There are apparent "designed legacies" in my life. One glaring example is that I now work in a pediatric cancer research lab to study the subtype of leukemia that results in the death of my eight-year-old. I have a leukemia cell line growing in an incubator right now. The cancerous cells came from a 10-year-old male with biphenotypic B-myelomonocytic leukemia. They have a t(4;11) fusion gene. This may not mean something to most people, but it is a big deal to me. Ewan's cancer had similar swapping of genetic material––on chromosomes 9 and 11, very similar to the MV4;11 cells I am culturing now. Both types of fusion gene mutations lead to cancers that are resistant to drug therapy. Since chemotherapy is ineffective against such cancers, I spend my days looking for different treatments. I focus on T-cells to target and kill the cancerous cells. Working in a pediatric cancer research lab is relaxing, like fishing.

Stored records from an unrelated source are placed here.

//! `take` and `skip` (spec §4.9).

use std::sync::{
    atomic::{AtomicUsize, Ordering},
    Arc,
};

use parking_lot::Mutex;
use ro_core::{observer_fn, BoxError, Context, Observer, Subscription, Teardown};

use crate::Observable;

/// Forwards at most the first `count` `Next` values, then unsubscribes from
/// the source and completes. `count == 0` completes immediately without
/// subscribing upstream.
pub fn take<T: 'static + Send>(source: Observable<T>, count: usize) -> Observable<T> {
    Observable::new(move |ctx: Context, subscriber| -> Option<Teardown> {
        if count == 0 {
            subscriber.on_complete(&ctx);
            return None;
        }
        let remaining = Arc::new(AtomicUsize::new(count));
        let upstream_slot: Arc<Mutex<Option<Subscription>>> = Arc::new(Mutex::new(None));

        let remaining_next = remaining.clone();
        let upstream_next = upstream_slot.clone();
        let next_subscriber = subscriber.clone();
        let error_subscriber = subscriber.clone();
        let complete_subscriber = subscriber.clone();
        let observer = observer_fn(
            move |ctx: &Context, value: T| {
                if remaining_next.load(Ordering::SeqCst) == 0 {
                    return;
                }
                next_subscriber.on_next(ctx, value);
                if remaining_next.fetch_sub(1, Ordering::SeqCst) == 1 {
                    next_subscriber.on_complete(ctx);
                    if let Some(upstream) = upstream_next.lock().take() {
                        upstream.unsubscribe();
                    }
                }
            },
            move |ctx: &Context, err: BoxError| error_subscriber.on_error(ctx, err),
            move |ctx: &Context| complete_subscriber.on_complete(ctx),
        );
        let upstream = source.subscribe_with_context(ctx, observer);
        *upstream_slot.lock() = Some(upstream.clone());
        Some(Box::new(move || upstream.unsubscribe()) as Teardown)
    })
}

/// Drops the first `count` `Next` values, forwarding everything after.
pub fn skip<T: 'static + Send>(source: Observable<T>, count: usize) -> Observable<T> {
    Observable::new(move |ctx: Context, subscriber| -> Option<Teardown> {
        let remaining = Arc::new(AtomicUsize::new(count));
        let next_subscriber = subscriber.clone();
        let error_subscriber = subscriber.clone();
        let complete_subscriber = subscriber.clone();
        let observer = observer_fn(
            move |ctx: &Context, value: T| {
                if remaining.load(Ordering::SeqCst) > 0 {
                    remaining.fetch_sub(1, Ordering::SeqCst);
                    return;
                }
                next_subscriber.on_next(ctx, value);
            },
            move |ctx: &Context, err: BoxError| error_subscriber.on_error(ctx, err),
            move |ctx: &Context| complete_subscriber.on_complete(ctx),
        );
        let upstream = source.subscribe_with_context(ctx, observer);
        Some(Box::new(move || upstream.unsubscribe()) as Teardown)
    })
}

#[cfg(test)]
mod tests {
    use super::*;

    #[test]
    fn take_stops_after_count_values() {
        let source = crate::operators::of(vec![1, 2, 3, 4, 5]);
        let (values, _, err) = crate::collect(&take(source, 3));
        assert_eq!(values, vec![1, 2, 3]);
        assert!(err.is_none());
    }

    #[test]
    fn take_zero_completes_without_subscribing() {
        let (values, _, err) = crate::collect(&take(crate::operators::of(vec![1, 2, 3]), 0));
        assert!(values.is_empty());
        assert!(err.is_none());
    }

    #[test]
    fn skip_drops_the_leading_values() {
        let source = crate::operators::of(vec![1, 2, 3, 4, 5]);
        let (values, _, err) = crate::collect(&skip(source, 2));
        assert_eq!(values, vec![3, 4, 5]);
        assert!(err.is_none());
    }
}
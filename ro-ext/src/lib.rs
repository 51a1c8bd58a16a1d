#![warn(clippy::pedantic)]
#![doc = include_str!("../README.md")]

mod scheduling;

pub use scheduling::{observe_on, subscribe_on, ObservableScheduleExt};
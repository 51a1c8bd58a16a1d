//! `map` (spec §4.9).

use std::sync::Arc;

use ro_core::{observer_fn, BoxError, Context, Observer, Teardown};

use crate::Observable;

/// Transforms every `Next` value with `f`; `Error`/`Complete` pass through
/// unchanged.
pub fn map<A: 'static + Send, B: 'static + Send>(
    source: Observable<A>,
    f: impl Fn(A) -> B + Send + Sync + 'static,
) -> Observable<B> {
    let f = Arc::new(f);
    Observable::new(move |ctx: Context, subscriber| -> Option<Teardown> {
        let f = f.clone();
        let next_subscriber = subscriber.clone();
        let error_subscriber = subscriber.clone();
        let complete_subscriber = subscriber.clone();
        let observer = observer_fn(
            move |ctx: &Context, value: A| next_subscriber.on_next(ctx, f(value)),
            move |ctx: &Context, err: BoxError| error_subscriber.on_error(ctx, err),
            move |ctx: &Context| complete_subscriber.on_complete(ctx),
        );
        let upstream = source.subscribe_with_context(ctx, observer);
        Some(Box::new(move || upstream.unsubscribe()) as Teardown)
    })
}
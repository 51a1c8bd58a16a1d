//! `tap` (spec §4.9): side effects without altering the stream.

use std::sync::Arc;

use ro_core::{observer_fn, BoxError, Context, Observer, Teardown};

use crate::Observable;

/// Runs `f` for its side effect on every `Next` value, then forwards the
/// value unchanged. A panic inside `f` is treated the same as any other
/// observer-callback panic: the upstream `Subscriber` wrapping this
/// operator's observer catches it and redelivers it as an `Error`, so it
/// surfaces downstream rather than crashing the subscriber thread.
pub fn tap<T: 'static + Send>(
    source: Observable<T>,
    f: impl Fn(&T) + Send + Sync + 'static,
) -> Observable<T> {
    let f = Arc::new(f);
    Observable::new(move |ctx: Context, subscriber| -> Option<Teardown> {
        let f = f.clone();
        let next_subscriber = subscriber.clone();
        let error_subscriber = subscriber.clone();
        let complete_subscriber = subscriber.clone();
        let observer = observer_fn(
            move |ctx: &Context, value: T| {
                f(&value);
                next_subscriber.on_next(ctx, value);
            },
            move |ctx: &Context, err: BoxError| error_subscriber.on_error(ctx, err),
            move |ctx: &Context| complete_subscriber.on_complete(ctx),
        );
        let upstream = source.subscribe_with_context(ctx, observer);
        Some(Box::new(move || upstream.unsubscribe()) as Teardown)
    })
}

#[cfg(test)]
mod tests {
    use std::sync::atomic::{AtomicUsize, Ordering};

    use super::*;

    #[test]
    fn tap_runs_for_every_value_without_changing_it() {
        let seen = Arc::new(AtomicUsize::new(0));
        let seen2 = seen.clone();
        let source = crate::operators::of(vec![1, 2, 3]);
        let tapped = tap(source, move |_| {
            seen2.fetch_add(1, Ordering::SeqCst);
        });
        let (values, _, _) = crate::collect(&tapped);
        assert_eq!(values, vec![1, 2, 3]);
        assert_eq!(seen.load(Ordering::SeqCst), 3);
    }
}
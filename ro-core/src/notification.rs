//! The [`Notification`] tagged union (spec §3).

use crate::error::BoxError;

/// A single item pushed through a stream: zero or more [`Notification::Next`]
/// followed by at most one of [`Notification::Error`] or
/// [`Notification::Complete`], never both.
///
/// Immutable once constructed; carries its own kind, so code that buffers
/// notifications (replay buffers, buffered windows) doesn't need a separate
/// discriminant.
#[derive(Debug)]
pub enum Notification<T> {
    /// A value pushed by the producer.
    Next(T),
    /// The terminal error notification.
    Error(BoxError),
    /// The terminal completion notification.
    Complete,
}

impl<T> Notification<T> {
    /// True for [`Notification::Error`] or [`Notification::Complete`].
    pub fn is_terminal(&self) -> bool {
        !matches!(self, Notification::Next(_))
    }

    /// Maps the `Next` payload, leaving terminal notifications untouched.
    pub fn map<U>(self, f: impl FnOnce(T) -> U) -> Notification<U> {
        match self {
            Notification::Next(v) => Notification::Next(f(v)),
            Notification::Error(e) => Notification::Error(e),
            Notification::Complete => Notification::Complete,
        }
    }
}
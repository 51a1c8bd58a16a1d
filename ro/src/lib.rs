#![warn(clippy::pedantic)]
#![doc = include_str!("../README.md")]

mod collect;
mod connectable;
mod context_ops;
mod observable;
mod share;
mod subject;
mod util;

pub mod operators;
pub mod pipe;

pub use collect::{collect, collect_with_context};
pub use context_ops::{
    context_map, context_reset, context_with_deadline, context_with_timeout, context_with_value,
    throw_on_context_cancel,
};
pub use connectable::{connectable, connectable_with_config, Connectable, ConnectableConfig};
pub use observable::Observable;
pub use operators::{
    empty, filter, just, map, of, on_error_resume_next_with, on_error_return, reduce, retry,
    retry_with_config, scan, skip, sum, take, tap, throw, ObservableExt, RetryConfig, SumExt,
};
pub use pipe::{pipe_dyn, DynStage};
pub use share::{share, share_replay, share_replay_with_config, share_with_config, Share,
    ShareConfig, ShareReplayConfig};
pub use subject::{
    async_subject, behavior, publish, replay, unicast, Subject, REPLAY_SUBJECT_UNLIMITED_BUFFER_SIZE,
    UNICAST_SUBJECT_UNLIMITED_BUFFER_SIZE,
};

pub use ro_core::{
    observer_fn, relay_error, share_error, Backpressure, BoxError, Context, FnObserver,
    Notification, Observer, RoError, SharedError, Subscriber, SubscriberMode, Subscription,
    Teardown,
};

Except when it isn't. When pressed against deadlines for data to present in meetings, I feel stressed. I see the academic knives falling on the heads of faculty. Careers and grants are riding on this research. These are important points, but I value caring for antagonists to cancer cells most. I've already driven down the darkest tunnel possible in my personal life. Driving across impossibly challenging terrain, I've learned that most of my efforts will fail. Despite modern medicine's best efforts, enemies will outwit us. Our understanding of science still fails us. Therefore, we need to lift and support the brave, brilliant pioneers like my physician-scientist colleague, the one who is having a baby. We depend on her for a better understanding of life and her patients' medical problems. We rely on her for future hope and better outcomes.
Ironically, I must care for cancer cells to kill cancer cells. Because of this paradox, I make us put down our pipettes and gather for going-away parties and baby showers, any excuse to celebrate. These are our eureka moments––to remember why we do what we do. For each other. I understand something scientists may not readily have a window into––we must care for each other to kill our enemies. It's the elegant innocence that elevates us out of our dilemmas. Celebrating life's moments is what carries us forward.